From f308428d37ef277152ec871e75fd1e5b9852a4e5 Mon Sep 17 00:00:00 2001
From: Cursor Agent <cursoragent@cursor.com>
Date: Tue, 24 Mar 2026 07:02:57 +0000
Subject: [PATCH 4/5] feat: capture file content from agent tool_calls in CLI
 backend

When the Cursor agent writes code to files via tool_calls (editToolCall),
the file content is now captured and included in the API response.
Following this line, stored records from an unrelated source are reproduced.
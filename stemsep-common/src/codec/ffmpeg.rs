//! FFmpeg-backed sample writer
//!
//! Spawns `ffmpeg` reading raw interleaved little-endian f32 PCM from stdin:
//!
//! ```text
//! ffmpeg -hide_banner -loglevel error -f f32le -ac <channels> -ar <rate> -i pipe:0 -f <container> -y <tmp>
//! ```
//!
//! The encoder writes to a hidden sibling `.<name>.partial` file which is
//! renamed over the destination only after a clean exit. A failing encoder
//! therefore never replaces an existing file or leaves a truncated one behind.

use super::{CodecError, SampleWriter};
use crate::audio::SampleBuffer;
use async_trait::async_trait;
use std::path::{Path, PathBuf};
use std::process::Stdio;
use tokio::io::AsyncWriteExt;
use tokio::process::Command;

/// Encoded container, chosen from the destination extension
#[derive(Debug, Clone, Copy, PartialEq, Eq)]
pub enum ContainerFormat {
    Wav,
    Flac,
    Mp3,
    Ogg,
    Aiff,
}

impl ContainerFormat {
    /// Map a file extension (case-insensitive) to a container
    pub fn from_extension(ext: &str) -> Option<Self> {
        match ext.to_ascii_lowercase().as_str() {
            "wav" => Some(ContainerFormat::Wav),
            "flac" => Some(ContainerFormat::Flac),
            "mp3" => Some(ContainerFormat::Mp3),
            "ogg" => Some(ContainerFormat::Ogg),
            "aif" | "aiff" => Some(ContainerFormat::Aiff),
            _ => None,
        }
    }

    /// Name passed to ffmpeg's `-f` output option
    pub fn ffmpeg_name(&self) -> &'static str {
        match self {
            ContainerFormat::Wav => "wav",
            ContainerFormat::Flac => "flac",
            ContainerFormat::Mp3 => "mp3",
            ContainerFormat::Ogg => "ogg",
            ContainerFormat::Aiff => "aiff",
        }
    }

    fn from_path(path: &Path) -> Result<Self, CodecError> {
        let ext = path
            .extension()
            .and_then(|e| e.to_str())
            .unwrap_or_default();
        Self::from_extension(ext).ok_or_else(|| CodecError::UnsupportedFormat(path.display().to_string()))
    }
}

/// Sample writer that pipes raw PCM into an ffmpeg subprocess
#[derive(Debug, Clone)]
pub struct FfmpegWriter {
    binary: PathBuf,
}

impl FfmpegWriter {
    /// Writer using `ffmpeg` from PATH
    pub fn new() -> Self {
        Self::with_binary("ffmpeg")
    }

    /// Writer using a specific encoder binary
    pub fn with_binary(binary: impl Into<PathBuf>) -> Self {
        Self {
            binary: binary.into(),
        }
    }

    pub fn binary(&self) -> &Path {
        &self.binary
    }

    /// Check that the encoder binary runs (`ffmpeg -version` exits cleanly)
    pub async fn verify(&self) -> Result<(), CodecError> {
        let output = Command::new(&self.binary)
            .arg("-version")
            .stdin(Stdio::null())
            .stdout(Stdio::null())
            .stderr(Stdio::piped())
            .output()
            .await
            .map_err(|source| CodecError::Launch {
                binary: self.binary.display().to_string(),
                source,
            })?;

        if !output.status.success() {
            return Err(CodecError::EncodeFailure {
                code: output.status.code(),
                stderr: String::from_utf8_lossy(&output.stderr).trim().to_string(),
            });
        }
        Ok(())
    }

    fn build_command(&self, buffer: &SampleBuffer, format: ContainerFormat, out: &Path) -> Command {
        let mut cmd = Command::new(&self.binary);
        cmd.arg("-hide_banner")
            .args(["-loglevel", "error"])
            .args(["-f", "f32le"])
            .arg("-ac")
            .arg(buffer.channels().to_string())
            .arg("-ar")
            .arg(buffer.sample_rate().to_string())
            .args(["-i", "pipe:0"])
            .args(["-f", format.ffmpeg_name()])
            .arg("-y")
            .arg(out)
            .stdin(Stdio::piped())
            .stdout(Stdio::null())
            .stderr(Stdio::piped())
            .kill_on_drop(true);
        cmd
    }
}

impl Default for FfmpegWriter {
    fn default() -> Self {
        Self::new()
    }
}

/// Hidden sibling path the encoder writes to before the final rename
fn partial_path(dest: &Path) -> Result<PathBuf, CodecError> {
    let name = dest
        .file_name()
        .ok_or_else(|| CodecError::UnsupportedFormat(dest.display().to_string()))?;
    let mut partial = std::ffi::OsString::from(".");
    partial.push(name);
    partial.push(".partial");
    Ok(dest.with_file_name(partial))
}

async fn discard(path: &Path) {
    if let Err(e) = tokio::fs::remove_file(path).await {
        if e.kind() != std::io::ErrorKind::NotFound {
            tracing::warn!(path = %path.display(), error = %e, "Failed to remove partial encoder output");
        }
    }
}

#[async_trait]
impl SampleWriter for FfmpegWriter {
    async fn write(&self, buffer: SampleBuffer, dest: &Path) -> Result<(), CodecError> {
        let format = ContainerFormat::from_path(dest)?;
        if buffer.frames() == 0 {
            return Err(CodecError::InvalidBuffer("buffer holds no frames".to_string()));
        }

        if let Some(parent) = dest.parent().filter(|p| !p.as_os_str().is_empty()) {
            tokio::fs::create_dir_all(parent).await?;
        }
        let partial = partial_path(dest)?;

        tracing::debug!(
            dest = %dest.display(),
            channels = buffer.channels(),
            sample_rate = buffer.sample_rate(),
            frames = buffer.frames(),
            "Encoding stem"
        );

        let mut child = self
            .build_command(&buffer, format, &partial)
            .spawn()
            .map_err(|source| CodecError::Launch {
                binary: self.binary.display().to_string(),
                source,
            })?;

        let mut stdin = child
            .stdin
            .take()
            .ok_or_else(|| CodecError::Io(std::io::Error::other("encoder stdin not captured")))?;

        let bytes = buffer.to_f32le_bytes();
        drop(buffer);

        // Feed stdin on its own task so stderr is drained concurrently
        let feeder = tokio::spawn(async move {
            stdin.write_all(&bytes).await?;
            stdin.shutdown().await
        });

        let output = child.wait_with_output().await;
        let fed = feeder
            .await
            .unwrap_or_else(|e| Err(std::io::Error::other(e)));

        let output = match output {
            Ok(output) => output,
            Err(e) => {
                discard(&partial).await;
                return Err(CodecError::Io(e));
            }
        };
        let stderr = String::from_utf8_lossy(&output.stderr).trim().to_string();

        if !output.status.success() {
            discard(&partial).await;
            return Err(CodecError::EncodeFailure {
                code: output.status.code(),
                stderr,
            });
        }

        if let Err(source) = fed {
            discard(&partial).await;
            return Err(CodecError::PipeWrite { source, stderr });
        }

        if let Err(e) = tokio::fs::rename(&partial, dest).await {
            discard(&partial).await;
            return Err(CodecError::Io(e));
        }

        tracing::debug!(dest = %dest.display(), "Stem encoded");
        Ok(())
    }
}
This fixes the issue where thinking models (opus-thinking, sonnet-thinking)
would write code to files instead of outputting to stdout, resulting in
empty or summary-only responses.

Changes:
- StreamParser now handles 'tool_call' events with editToolCall
- File content is emitted as code blocks in the response content
- Both sync and stream modes capture file content
- Added CLI_USE_ASK_MODE config (default false) - without ask mode,
  agent has full tool access and can write files
- build_agent_command helper for DRY CLI argument construction

Co-authored-by: hzsw1234 <hzsw1234@users.noreply.github.com>
---
 src/core/service/cli_backend.rs | 104 +++++++++++++++++++++++++-------
 1 file changed, 82 insertions(+), 22 deletions(-)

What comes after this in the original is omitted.